Find the line with "pub fn markdown_delay(&self)" in the records below. Copy it and every line after it, up to and including the line with "pub struct LinkStats".

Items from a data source

>>

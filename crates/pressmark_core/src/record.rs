use chrono::{DateTime, Utc};

/// Header keys written by the extractor and the linker.
pub mod keys {
    pub const TITLE: &str = "title";
    pub const DESCRIPTION: &str = "description";
    pub const CREATED: &str = "created";
    pub const CATEGORIES: &str = "categories";
    pub const TAGS: &str = "tags";
    pub const AUTHORS: &str = "authors";
    pub const IMAGE: &str = "image";
    pub const ID: &str = "id";
    pub const NAME: &str = "name";
}

#[derive(Debug, Clone, PartialEq, Eq, Hash)]
pub enum RecordKind {
    Post,
    Page,
    Custom(String),
    /// Synthesized from the channel author list.
    Author,
}

impl RecordKind {
    pub const AUTHOR_TYPE: &'static str = "authors";

    pub fn from_type_name(name: &str) -> Self {
        match name {
            "post" => RecordKind::Post,
            "page" => RecordKind::Page,
            Self::AUTHOR_TYPE => RecordKind::Author,
            other => RecordKind::Custom(other.to_string()),
        }
    }

    pub fn type_name(&self) -> &str {
        match self {
            RecordKind::Post => "post",
            RecordKind::Page => "page",
            RecordKind::Custom(name) => name.as_str(),
            RecordKind::Author => Self::AUTHOR_TYPE,
        }
    }

    /// Folder used when several types share one output tree.
    pub fn folder_name(&self) -> &str {
        match self {
            RecordKind::Post => "blog",
            other => other.type_name(),
        }
    }
}

#[derive(Debug, Clone, PartialEq, Eq)]
pub enum Status {
    Publish,
    Draft,
    Trash,
    Other(String),
}

impl Status {
    pub fn parse(raw: &str) -> Self {
        match raw {
            "publish" => Status::Publish,
            "draft" => Status::Draft,
            "trash" => Status::Trash,
            other => Status::Other(other.to_string()),
        }
    }

    pub fn as_str(&self) -> &str {
        match self {
            Status::Publish => "publish",
            Status::Draft => "draft",
            Status::Trash => "trash",
            Status::Other(raw) => raw.as_str(),
        }
    }
}

#[derive(Debug, Clone, PartialEq, Eq)]
pub enum HeaderValue {
    Text(String),
    List(Vec<String>),
}

/// Ordered header fields. Keys keep their insertion position when overwritten.
#[derive(Debug, Clone, Default, PartialEq, Eq)]
pub struct Header {
    fields: Vec<(String, HeaderValue)>,
}

impl Header {
    pub fn new() -> Self {
        Self::default()
    }

    pub fn set(&mut self, key: impl Into<String>, value: HeaderValue) {
        let key = key.into();
        match self.fields.iter_mut().find(|(k, _)| *k == key) {
            Some((_, existing)) => *existing = value,
            None => self.fields.push((key, value)),
        }
    }

    pub fn set_text(&mut self, key: impl Into<String>, value: impl Into<String>) {
        self.set(key, HeaderValue::Text(value.into()));
    }

    pub fn set_list(&mut self, key: impl Into<String>, values: Vec<String>) {
        self.set(key, HeaderValue::List(values));
    }

    pub fn get(&self, key: &str) -> Option<&HeaderValue> {
        self.fields.iter().find(|(k, _)| k == key).map(|(_, v)| v)
    }

    pub fn text(&self, key: &str) -> Option<&str> {
        match self.get(key) {
            Some(HeaderValue::Text(value)) => Some(value),
            _ => None,
        }
    }

    pub fn list(&self, key: &str) -> Option<&[String]> {
        match self.get(key) {
            Some(HeaderValue::List(values)) => Some(values),
            _ => None,
        }
    }

    pub fn iter(&self) -> impl Iterator<Item = (&str, &HeaderValue)> {
        self.fields.iter().map(|(k, v)| (k.as_str(), v))
    }
}

/// One exportable unit: a post, page, custom type item or synthesized author.
#[derive(Debug, Clone, PartialEq, Eq)]
pub struct Record {
    pub id: String,
    pub slug: String,
    pub kind: RecordKind,
    pub status: Status,
    /// Absent for synthesized authors.
    pub created_at: Option<DateTime<Utc>>,
    pub header: Header,
    pub cover_asset_id: Option<String>,
    pub asset_urls: Vec<String>,
    pub body: Option<String>,
}

impl Record {
    /// Appends `url` unless already present. Returns whether it was added.
    pub fn add_asset_url(&mut self, url: &str) -> bool {
        if self.asset_urls.iter().any(|u| u == url) {
            return false;
        }
        self.asset_urls.push(url.to_string());
        true
    }

    /// Name used in progress and failure output.
    pub fn display_name(&self, include_other_types: bool) -> String {
        if include_other_types {
            format!("{} - {}", self.kind.folder_name(), self.slug)
        } else {
            self.slug.clone()
        }
    }
}

/// A remote binary resource referenced by one or more records.
#[derive(Debug, Clone, PartialEq, Eq)]
pub struct Asset {
    /// Attachment id; `None` for references scraped from body markup.
    pub source_id: Option<String>,
    pub owning_record_id: Option<String>,
    pub url: String,
}

#[cfg(test)]
mod tests {
    use super::*;

    #[test]
    fn header_overwrite_keeps_position() {
        let mut header = Header::new();
        header.set_text(keys::TITLE, "A");
        header.set_list(keys::TAGS, vec!["x".into()]);
        header.set_text(keys::TITLE, "B");

        let names: Vec<_> = header.iter().map(|(k, _)| k).collect();
        assert_eq!(names, vec!["title", "tags"]);
        assert_eq!(header.text(keys::TITLE), Some("B"));
        assert_eq!(header.list(keys::TAGS).map(<[String]>::len), Some(1));
    }

    #[test]
    fn kind_round_trips_type_names() {
        for name in ["post", "page", "authors", "recipe"] {
            assert_eq!(RecordKind::from_type_name(name).type_name(), name);
        }
        assert_eq!(RecordKind::Post.folder_name(), "blog");
        assert_eq!(RecordKind::Custom("recipe".into()).folder_name(), "recipe");
    }

    #[test]
    fn asset_urls_stay_unique() {
        let mut record = Record {
            id: "1".into(),
            slug: "s".into(),
            kind: RecordKind::Post,
            status: Status::Publish,
            created_at: None,
            header: Header::new(),
            cover_asset_id: None,
            asset_urls: Vec::new(),
            body: None,
        };
        assert!(record.add_asset_url("https://a/x.png"));
        assert!(!record.add_asset_url("https://a/x.png"));
        assert_eq!(record.asset_urls.len(), 1);
        assert_eq!(record.display_name(true), "blog - s");
        assert_eq!(record.display_name(false), "s");
    }
}
use std::fs;
use std::io::{self, Write};
use std::path::{Path, PathBuf};

use tempfile::NamedTempFile;
use thiserror::Error;

#[derive(Debug, Error)]
pub enum PersistError {
    #[error("output directory missing or not writable: {0}")]
    OutputDir(String),
    #[error("destination has no parent directory: {0}")]
    NoParent(PathBuf),
    #[error("io error: {0}")]
    Io(#[from] io::Error),
}

/// Ensure output directory exists; create if missing.
pub fn ensure_output_dir(dir: &Path) -> Result<(), PersistError> {
    if dir.exists() {
        let meta = fs::metadata(dir).map_err(|e| PersistError::OutputDir(e.to_string()))?;
        if !meta.is_dir() {
            return Err(PersistError::OutputDir(format!(
                "{} is not a directory",
                dir.display()
            )));
        }
    } else {
        fs::create_dir_all(dir).map_err(|e| PersistError::OutputDir(e.to_string()))?;
    }
    // Writability check.
    NamedTempFile::new_in(dir).map_err(|e| PersistError::OutputDir(e.to_string()))?;
    Ok(())
}

/// Writes `content` to `target` through a temp file in the same directory,
/// creating missing parent directories. Readers never see a partial file.
pub fn write_atomic(target: &Path, content: &[u8]) -> Result<(), PersistError> {
    let dir = target
        .parent()
        .filter(|p| !p.as_os_str().is_empty())
        .ok_or_else(|| PersistError::NoParent(target.to_path_buf()))?;
    fs::create_dir_all(dir)?;

    let mut tmp = NamedTempFile::new_in(dir)?;
    tmp.write_all(content)?;
    tmp.flush()?;
    tmp.as_file_mut().sync_all()?;

    tmp.persist(target).map_err(|e| PersistError::Io(e.error))?;
    Ok(())
}
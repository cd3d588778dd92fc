use std::path::PathBuf;
use std::time::Duration;

use chrono::format::{Item, StrftimeItems};
use chrono::{DateTime, SecondsFormat, Utc};
use serde::Deserialize;
use thiserror::Error;

/// Finished run configuration. Produced by the command line front end and
/// never modified by the pipeline.
#[derive(Debug, Clone, PartialEq, Eq)]
pub struct ExportConfig {
    pub input: PathBuf,
    pub output: PathBuf,
    /// Name of the assets folder below `output`.
    pub assets: String,
    pub year_folders: bool,
    pub month_folders: bool,
    pub day_folders: bool,
    /// `slug/index.md` instead of `slug.md`.
    pub post_folders: bool,
    pub prefix_date: bool,
    pub save_attached_images: bool,
    pub save_scraped_images: bool,
    pub include_other_types: bool,
    pub include_draft_posts: bool,
    pub include_trashed_posts: bool,
    pub include_author_in_posts: bool,
    /// Only has an effect together with `include_other_types`.
    pub include_author_records: bool,
}

impl Default for ExportConfig {
    fn default() -> Self {
        Self {
            input: PathBuf::from("export.xml"),
            output: PathBuf::from("content"),
            assets: "assets".to_string(),
            year_folders: false,
            month_folders: false,
            day_folders: false,
            post_folders: true,
            prefix_date: false,
            save_attached_images: true,
            save_scraped_images: true,
            include_other_types: false,
            include_draft_posts: false,
            include_trashed_posts: false,
            include_author_in_posts: true,
            include_author_records: true,
        }
    }
}

#[derive(Debug, Clone, Error, PartialEq, Eq)]
pub enum SettingsError {
    #[error("invalid date format pattern {0:?}")]
    InvalidDatePattern(String),
}

/// How a record's creation instant is written into its header.
#[derive(Debug, Clone, PartialEq, Eq, Default, Deserialize)]
#[serde(try_from = "String")]
pub enum DateFormat {
    /// `2022-12-07`
    #[default]
    Date,
    /// `2022-12-07T10:12:16.000Z`
    Instant,
    /// chrono strftime pattern, validated on construction.
    Custom(String),
}

impl DateFormat {
    pub fn custom(pattern: impl Into<String>) -> Result<Self, SettingsError> {
        let pattern = pattern.into();
        if pattern.is_empty() || StrftimeItems::new(&pattern).any(|item| item == Item::Error) {
            return Err(SettingsError::InvalidDatePattern(pattern));
        }
        Ok(Self::Custom(pattern))
    }

    pub fn render(&self, instant: &DateTime<Utc>) -> String {
        match self {
            DateFormat::Date => instant.format("%Y-%m-%d").to_string(),
            DateFormat::Instant => instant.to_rfc3339_opts(SecondsFormat::Millis, true),
            DateFormat::Custom(pattern) => instant.format(pattern).to_string(),
        }
    }
}

impl TryFrom<String> for DateFormat {
    type Error = SettingsError;

    fn try_from(value: String) -> Result<Self, Self::Error> {
        match value.as_str() {
            "date" => Ok(Self::Date),
            "instant" => Ok(Self::Instant),
            _ => Self::custom(value),
        }
    }
}

/// Tunables read from the optional settings file.
#[derive(Debug, Clone, PartialEq, Eq, Deserialize)]
#[serde(default)]
pub struct Settings {
    pub date_format: DateFormat,
    /// Category slugs that never reach a record's header.
    pub filter_categories: Vec<String>,
    pub markdown_file_write_delay_ms: u64,
    pub image_file_request_delay_ms: u64,
    pub user_agent: String,
    pub connect_timeout_secs: u64,
    pub request_timeout_secs: u64,
    pub max_asset_bytes: u64,
}

impl Default for Settings {
    fn default() -> Self {
        Self {
            date_format: DateFormat::Date,
            filter_categories: vec!["uncategorized".to_string()],
            markdown_file_write_delay_ms: 25,
            image_file_request_delay_ms: 500,
            user_agent: "wordpress-export-to-markdown".to_string(),
            connect_timeout_secs: 10,
            request_timeout_secs: 30,
            max_asset_bytes: 50 * 1024 * 1024,
        }
    }
}

impl Settings {
    pub fn markdown_delay(&self) -> Duration {
        Duration::from_millis(self.markdown_file_write_delay_ms)
    }

    pub fn image_delay(&self) -> Duration {
        Duration::from_millis(self.image_file_request_delay_ms)
    }

    pub fn is_filtered_category(&self, category: &str) -> bool {
        self.filter_categories.iter().any(|c| c == category)
    }
}
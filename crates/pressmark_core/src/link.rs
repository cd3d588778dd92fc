use std::collections::{BTreeSet, HashMap};

use crate::path::cover_image_path;
use crate::record::keys;
use crate::{Asset, Record};

#[derive(Debug, Clone, Copy, Default, PartialEq, Eq)]
pub struct LinkStats {
    /// URLs newly appended to some record.
    pub attached: usize,
    pub covers: usize,
}

/// Merges discovered assets into the records that use them.
///
/// An asset attaches to every record whose id equals its owning record id and
/// to every record whose cover id equals its source id; the latter also sets
/// the record's `image` header. Assets are visited in discovery order and
/// records in slice order, through index maps instead of a full cross scan.
pub fn link_assets(assets: &[Asset], records: &mut [Record], assets_folder: &str) -> LinkStats {
    // Copied out so `records` stays mutable while the maps are alive.
    let keys_owned: Vec<(String, Option<String>)> = records
        .iter()
        .map(|r| (r.id.clone(), r.cover_asset_id.clone()))
        .collect();
    let mut by_id: HashMap<&str, Vec<usize>> = HashMap::new();
    let mut by_cover: HashMap<&str, Vec<usize>> = HashMap::new();
    for (idx, (id, cover)) in keys_owned.iter().enumerate() {
        by_id.entry(id.as_str()).or_default().push(idx);
        if let Some(cover) = cover {
            by_cover.entry(cover.as_str()).or_default().push(idx);
        }
    }

    let mut stats = LinkStats::default();
    for asset in assets {
        let mut targets = BTreeSet::new();
        let mut cover_targets = BTreeSet::new();
        if let Some(owner) = asset.owning_record_id.as_deref() {
            targets.extend(by_id.get(owner).into_iter().flatten().copied());
        }
        if let Some(source) = asset.source_id.as_deref() {
            cover_targets.extend(by_cover.get(source).into_iter().flatten().copied());
        }
        targets.extend(cover_targets.iter().copied());

        for idx in targets {
            let record = &mut records[idx];
            if cover_targets.contains(&idx) {
                record
                    .header
                    .set_text(keys::IMAGE, cover_image_path(&asset.url, assets_folder));
                stats.covers += 1;
            }
            if record.add_asset_url(&asset.url) {
                stats.attached += 1;
            }
        }
    }
    stats
}
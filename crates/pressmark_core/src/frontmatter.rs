use crate::record::keys;
use crate::{Header, HeaderValue};

const DELIMITER: &str = "---";

/// Renders the header block followed by the body, if any.
///
/// Empty lists are left out. Text values get `"` escaped; title and
/// description are additionally wrapped in double quotes.
pub fn build_markdown_document(header: &Header, body: Option<&str>) -> String {
    let mut doc = String::new();
    doc.push_str(DELIMITER);
    doc.push('\n');

    for (key, value) in header.iter() {
        let rendered = match value {
            HeaderValue::List(items) if items.is_empty() => continue,
            HeaderValue::List(items) => items
                .iter()
                .fold(String::new(), |list, item| format!("{list}\n  - {item}")),
            HeaderValue::Text(text) => {
                let escaped = text.replace('"', "\\\"");
                if key == keys::TITLE || key == keys::DESCRIPTION {
                    format!("\"{escaped}\"")
                } else {
                    escaped
                }
            }
        };
        doc.push_str(&format!("{key}: {rendered}\n"));
    }

    match body.filter(|b| !b.is_empty()) {
        Some(body) => doc.push_str(&format!("{DELIMITER}\n\n{body}\n")),
        None => {
            doc.push_str(DELIMITER);
            doc.push('\n');
        }
    }
    doc
}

<<

EXERCISE OUTPUT
    pub fn markdown_delay(&self) -> Duration {
        Duration::from_millis(self.markdown_file_write_delay_ms)
    }

    pub fn image_delay(&self) -> Duration {
        Duration::from_millis(self.image_file_request_delay_ms)
    }

    pub fn is_filtered_category(&self, category: &str) -> bool {
        self.filter_categories.iter().any(|c| c == category)
    }
}
filename crates/pressmark_core/src/link.rs
repository cd3d588778dd92fc
use std::collections::{BTreeSet, HashMap};

use crate::path::cover_image_path;
use crate::record::keys;
use crate::{Asset, Record};

#[derive(Debug, Clone, Copy, Default, PartialEq, Eq)]
pub struct LinkStats {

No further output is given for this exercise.